Member of the Uttarakhand Legislative Assembly
- Incumbent
- Assumed office 2012
- Constituency: Raipur

Personal details
- Party: Bharatiya Janata Party

= Umesh Sharma =

Indian politician

Umesh Sharma Kau is an Indian politician and member of the Bharatiya Janata Party.

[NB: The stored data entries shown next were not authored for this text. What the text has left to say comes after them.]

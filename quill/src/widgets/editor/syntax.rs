//! Extension to syntax-mode lookup.

use crate::shared::file_kind::extension_of;

/// Syntax modes known to the editor.
#[derive(Debug, Clone, Copy, PartialEq, Eq, Default)]
pub(crate) enum SyntaxMode {
    #[default]
    JavaScript,
    Python,
    HtmlMixed,
    Css,
    Json,
    Xml,
    Ruby,
    Php,
    Go,
    Java,
    CSource,
    CppSource,
    Markdown,
}

impl SyntaxMode {
    /// Resolve a mode from a file name; unknown extensions fall back to
    /// JavaScript.
    pub(crate) fn from_file_name(file_name: &str) -> Self {
        match extension_of(file_name).as_str() {
            "js" | "jsx" | "ts" | "tsx" => Self::JavaScript,
            "py" => Self::Python,
            "html" => Self::HtmlMixed,
            "css" => Self::Css,
            "json" => Self::Json,
            "xml" => Self::Xml,
            "rb" => Self::Ruby,
            "php" => Self::Php,
            "go" => Self::Go,
            "java" => Self::Java,
            "c" => Self::CSource,
            "cpp" => Self::CppSource,
            "md" => Self::Markdown,
            _ => Self::default(),
        }
    }

    /// Mode identifier as shown in the status bar.
    pub(crate) fn mode_name(self) -> &'static str {
        match self {
            Self::JavaScript => "javascript",
            Self::Python => "python",
            Self::HtmlMixed => "htmlmixed",
            Self::Css => "css",
            Self::Json => "json",
            Self::Xml => "xml",
            Self::Ruby => "ruby",
            Self::Php => "php",
            Self::Go => "go",
            Self::Java => "text/x-java",
            Self::CSource => "text/x-csrc",
            Self::CppSource => "text/x-c++src",
            Self::Markdown => "text/x-markdown",
        }
    }

    /// Token understood by the text widget's highlighter.
    pub(crate) fn highlight_token(self) -> &'static str {
        match self {
            Self::JavaScript => "js",
            Self::Python => "py",
            Self::HtmlMixed => "html",
            Self::Css => "css",
            Self::Json => "json",
            Self::Xml => "xml",
            Self::Ruby => "rb",
            Self::Php => "php",
            Self::Go => "go",
            Self::Java => "java",
            Self::CSource => "c",
            Self::CppSource => "cpp",
            Self::Markdown => "md",
        }
    }
}

#[cfg(test)]
mod tests {
    use super::SyntaxMode;
    use crate::shared::ui::icons::file_icon;

    #[test]
    fn given_uppercase_extension_when_resolved_then_lookup_ignores_case() {
        assert_eq!(SyntaxMode::from_file_name("SCRIPT.PY"), SyntaxMode::Python);
        assert_eq!(SyntaxMode::from_file_name("App.Tsx"), SyntaxMode::JavaScript);
    }

    #[test]
    fn given_unknown_or_missing_extension_when_resolved_then_javascript_is_used()
    {
        assert_eq!(SyntaxMode::from_file_name("notes.xyz"), SyntaxMode::JavaScript);
        assert_eq!(SyntaxMode::from_file_name("Makefile"), SyntaxMode::JavaScript);
    }

    #[test]
    fn given_c_family_files_when_resolved_then_mime_style_modes_are_reported() {
        assert_eq!(SyntaxMode::from_file_name("main.c").mode_name(), "text/x-csrc");
        assert_eq!(
            SyntaxMode::from_file_name("main.cpp").mode_name(),
            "text/x-c++src"
        );
        assert_eq!(SyntaxMode::from_file_name("README.md").highlight_token(), "md");
    }

    #[test]
    fn given_dotless_name_when_resolved_then_mode_agrees_with_tree_icon() {
        assert_eq!(SyntaxMode::from_file_name("py"), SyntaxMode::Python);
        assert_eq!(file_icon("py"), "🐍");
        assert_eq!(SyntaxMode::from_file_name("md"), SyntaxMode::Markdown);
        assert_eq!(file_icon("md"), "📋");
    }
}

Sharma is a member of the Uttarakhand Legislative Assembly from the Raipur constituency in Dehradun district.

In the 2012 Uttarakhand Assembly elections, Umesh Sharma Kau, then with the Indian National Congress, defeated Trivendra Singh Rawat by a narrow margin of 0.62% votes.

In 2016, Umesh Sharma Kau along with other Congress MLAs rebelled and switched over to BJP.

He was re-elected in 2017 and 2022 as a Bharatiya Janata Party candidate with
huge margin of 37.29% and 27.49% respectively.

==Controversies==
In February 2026, police registered a case against BJP MLA Umesh Sharma Kau and several of his supporters for allegedly assaulting the Director of Elementary Education, Ajay Kumar Naudiyal, at the Uttarakhand Directorate of Elementary Education in Dehradun during a dispute over the renaming of a school.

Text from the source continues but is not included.